Moreau then brings in a couplet from the Roman de la rose--Ainsi va des contraires choses: / Les unes sont des autres gloses[So it is with contrary things / Each is the other's gloss] (ll. 21577-78, Le roman de la Rose, ed. Armand Strubel)--to support the idea that erotic love is "[d]ependent upon the theoretical convergence of contrary qualities" (130), which is in itself a tenable idea. However, he does not refer to the context of the passage in question, which happens not to be about the "theoretical convergence of contraries," but rather the clear distinctions (differance [21584]) between contraries. Indeed, Jean's narrator repeatedly uses the word defenir and its variants (21579, 21582, 21586) to insist on the importance of being able to define good and bad separately by gaining experience of both.

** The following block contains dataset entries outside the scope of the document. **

#![warn(missing_docs)]

//! simpacket-core: foundational types shared by the buffer, metadata and packet layers.
//!
//! This crate provides the minimal set of core utilities shared across all layers:
//! - Configuration types
//! - Error handling for transfer-form decoding
//! - Layout constants
//! - Bounded free lists used to recycle backing stores
//!
//! Byte-level logic lives in specialized crates:
//! - `simpacket-buffer`: copy-on-write byte buffer and its iterator
//! - `simpacket-metadata`: header/trailer metadata log and printer
//! - `simpacket-packet`: the packet type tying both together

/// Layout constants shared across layers.
pub mod constants {
    /// Maximum number of entries a free list keeps before it starts deallocating.
    pub const FREE_LIST_MAX_ENTRIES: usize = 1000;
    /// Smallest backing store allocated for a metadata log.
    pub const METADATA_MIN_STORE_SIZE: usize = 10;
    /// Largest backing store a metadata log may address with its 16-bit links.
    pub const METADATA_MAX_STORE_SIZE: usize = 0xfffe;
    /// Link value marking the end of the metadata item list.
    pub const LIST_END: u16 = 0xffff;
    /// Size of the zero block used to synthesize virtual zero bytes on copy-out.
    pub const ZERO_BLOCK_SIZE: usize = 1000;
    /// Alignment used by the transfer forms.
    pub const TRANSFER_ALIGNMENT: usize = 4;
}

/// Configuration options for buffers, metadata and pools.
pub mod config;
/// Error types and results.
pub mod error;
/// Bounded free lists for recycling backing stores.
pub mod pool;

pub use config::Config;
pub use error::{DecodingErrorKind, ErrorKind, Result};
pub use pool::{FreeList, PoolStats, Recyclable};
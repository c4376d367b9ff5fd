use std::fmt;

use simpacket_buffer::ByteBuffer;
use simpacket_metadata::{Items, MetadataLog, PacketPrinter};

use crate::{Header, PacketContext, Trailer};

/// A simulated packet: bytes plus the record of how they were built.
///
/// Cloning is O(1); clones share storage until one of them is modified.
#[derive(Clone, Debug)]
pub struct Packet {
    pub(crate) buffer: ByteBuffer,
    pub(crate) metadata: MetadataLog,
}

impl Packet {
    /// Creates a packet of `size` zero bytes of payload.
    ///
    /// The payload is virtual: it takes no storage until something reads it as a slice.
    pub fn new(ctx: &PacketContext, size: u32) -> Self {
        let uid = ctx.allocate_uid();
        Self {
            buffer: ByteBuffer::with_zero_size(size),
            metadata: MetadataLog::new(uid, size, ctx.metadata_enabled()),
        }
    }

    /// Creates a packet whose payload is a copy of `bytes`.
    pub fn from_bytes(ctx: &PacketContext, bytes: &[u8]) -> Self {
        let size = bytes.len() as u32;
        let mut buffer = ByteBuffer::new();
        buffer.prepend(size).write(bytes);
        let uid = ctx.allocate_uid();
        Self { buffer, metadata: MetadataLog::new(uid, size, ctx.metadata_enabled()) }
    }

    /// Returns the uid of the packet this one was created as or fragmented from.
    pub fn uid(&self) -> u64 {
        self.metadata.uid()
    }

    /// Returns the number of bytes in the packet.
    pub fn size(&self) -> u32 {
        self.buffer.size()
    }

    /// Returns true when the packet holds no bytes.
    pub fn is_empty(&self) -> bool {
        self.buffer.is_empty()
    }

    /// Returns the packet bytes.
    pub fn buffer(&self) -> &ByteBuffer {
        &self.buffer
    }

    /// Returns the packet metadata.
    pub fn metadata(&self) -> &MetadataLog {
        &self.metadata
    }

    /// Serializes `header` in front of the packet.
    pub fn add_header<H: Header>(&mut self, header: &H) {
        let size = header.serialized_size();
        header.serialize(&mut self.buffer.prepend(size));
        self.metadata.add_header(header.type_uid(), size);
    }

    /// Deserializes the front header into `header` and removes its bytes.
    ///
    /// Returns the number of bytes removed.
    ///
    /// # Panics
    ///
    /// Panics when metadata is recorded and the front item is not a complete `H`.
    pub fn remove_header<H: Header>(&mut self, header: &mut H) -> u32 {
        let size = header.deserialize(&mut self.buffer.begin());
        self.buffer.remove_at_start(size);
        self.metadata.remove_header(header.type_uid(), size);
        size
    }

    /// Deserializes the front header into `header` without removing it.
    pub fn peek_header<H: Header>(&self, header: &mut H) -> u32 {
        header.deserialize(&mut self.buffer.begin())
    }

    /// Serializes `trailer` at the back of the packet.
    pub fn add_trailer<T: Trailer>(&mut self, trailer: &T) {
        let size = trailer.serialized_size();
        trailer.serialize(&mut self.buffer.append(size));
        self.metadata.add_trailer(trailer.type_uid(), size);
    }

    /// Deserializes the back trailer into `trailer` and removes its bytes.
    ///
    /// # Panics
    ///
    /// Panics when metadata is recorded and the back item is not a complete `T`.
    pub fn remove_trailer<T: Trailer>(&mut self, trailer: &mut T) -> u32 {
        let size = trailer.deserialize(&mut self.buffer.end());
        self.buffer.remove_at_end(size);
        self.metadata.remove_trailer(trailer.type_uid(), size);
        size
    }

    /// Deserializes the back trailer into `trailer` without removing it.
    pub fn peek_trailer<T: Trailer>(&self, trailer: &mut T) -> u32 {
        trailer.deserialize(&mut self.buffer.end())
    }

    /// Appends the bytes and metadata of `other`.
    pub fn add_at_end(&mut self, other: &Packet) {
        self.buffer.add_buffer_at_end(&other.buffer);
        self.metadata.add_at_end(&other.metadata);
    }

    /// Appends `size` zero bytes of padding.
    pub fn add_padding_at_end(&mut self, size: u32) {
        if size == 0 {
            return;
        }
        let mut i = self.buffer.append(size);
        i.prev_by(size);
        i.write_u8_repeat(0, size);
        self.metadata.add_padding_at_end(size);
    }

    /// Removes `size` bytes from the front, or everything when the packet is shorter.
    pub fn remove_at_start(&mut self, size: u32) {
        let size = self.clamp_removal(size, "start");
        self.buffer.remove_at_start(size);
        self.metadata.remove_at_start(size);
    }

    /// Removes `size` bytes from the back, or everything when the packet is shorter.
    pub fn remove_at_end(&mut self, size: u32) {
        let size = self.clamp_removal(size, "end");
        self.buffer.remove_at_end(size);
        self.metadata.remove_at_end(size);
    }

    fn clamp_removal(&self, size: u32, side: &str) -> u32 {
        if size > self.size() {
            tracing::warn!(
                "packet {}: removing {} bytes at {} of a {} byte packet, clamped",
                self.uid(),
                size,
                side,
                self.size()
            );
            return self.size();
        }
        size
    }

    /// Returns a packet holding `length` bytes starting at `start`.
    ///
    /// # Panics
    ///
    /// Panics when the range does not lie within the packet.
    pub fn create_fragment(&self, start: u32, length: u32) -> Packet {
        let buffer = self.buffer.create_fragment(start, length);
        let metadata = self.metadata.create_fragment(start, self.size() - start - length);
        Packet { buffer, metadata }
    }

    /// Copies the first bytes of the packet into `out`, returning how many were copied.
    pub fn copy_data(&self, out: &mut [u8]) -> usize {
        self.buffer.copy_data(out)
    }

    /// Returns a copy of the packet bytes.
    pub fn to_vec(&self) -> Vec<u8> {
        self.buffer.to_vec()
    }

    /// Walks the recorded items against the packet bytes.
    pub fn items(&self) -> Items<'_> {
        self.metadata.items(&self.buffer)
    }

    /// Replays the recorded items through `printer`.
    pub fn print(&self, out: &mut dyn fmt::Write, printer: &PacketPrinter) -> fmt::Result {
        self.metadata.print(out, &self.buffer, printer)
    }
}

impl fmt::Display for Packet {
    fn fmt(&self, f: &mut fmt::Formatter<'_>) -> fmt::Result {
        self.print(f, &PacketPrinter::default())
    }
}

Later, Moreau cites Doubtance's accusation that Guillaume must have attended l'escole / ...d'aler en change [the school of change] (Jugement Navarre, 3112-13) and claims that although this is ostensibly an attempt to expose Guillaume's "deceitful rhetoric," it is really a testimony to Bonneurté's education of the narrator, as she "has indeed taught him the literary and ethical merit of changing his opinions, by putting him through a trial that enacts the perpetual renegotiation of textual meaning"; we might thus conclude that Bonneurté's "demand that Guillaume revise his judgment...has more to do with the act of revision, than with the new opinion itself" (137). In fact, though, Doubtance is responding directly to Guillaume's claim that women are more changeable than men. As the next five lines show, she is not primarily exposing his "deceitful rhetoric," but is accusing him of projection (since he is changeable, he thinks that others are too), and vehemently affirming that what he has said is not at all true of women. Moreau mentions Guillaume's misogynistic outburst and argues that the female courtiers respond by "mak[ing] a virtue of the supposedly feminine vice of fickleness" (136), but does not give a clear sense of what Doubtance is replying to, or of the overall gist of her speech. The point being made here is a clever and thought-provoking one, but Moreau has elided those features of the passage that would complicate his interpretation.

While Moreau accuses Guillaume of being "obsess[ed] with certainty" (128), this seems an inaccurate assessment of the character we find in this poem, who, even at his most belligerent and defensive, couches almost everything he says in self-effacing qualifications and outright admissions that he might be wrong. Insofar as he does insist on the rightness of his point of view, he does so with far less confidence and consistency than do his accusers. The women who put Guillaume on trial are at pains to dissociate themselves from changeability, so it is hard to see how they could be promoting such changeability as "a positive model of creative power for the poet" (137). It is clear throughout the debate that the bone of contention is indeed the alleged misogyny of Guillaume's earlier poem and the overt misogyny of his present utterances, not his lack of flexibility, and that the women simply want to see these errors atoned for and corrected through an acknowledgment of the "right" point of view. Having said that, I am largely in agreement with Moreau's essential point--that underneath all this, the poem is really a celebration of mutability and textual revision--but feel that it needs to be substantiated more carefully with reference to details in the text.

Similar objections could be raised against the work of many leading scholars in the field, and I hope that the above remarks convey something of the quality and insight of Moreau's work, as well as those elements in it that I take issue with: the fact that there is much to disagree with in the details of his analysis is part of what makes it so stimulating. Moreover, the chapters on Deguileville and Froissart give a more balanced sense of the tensions in those authors' work, rather than overemphasising one side of the equation, as the Machaut chapter sometimes does. One comes away from this book eager to reread the primary texts, equipped with fresh questions about and perspectives on them. Overall, Eschatological Subjects is a pleasure to read and an extremely valuable contribution to the field.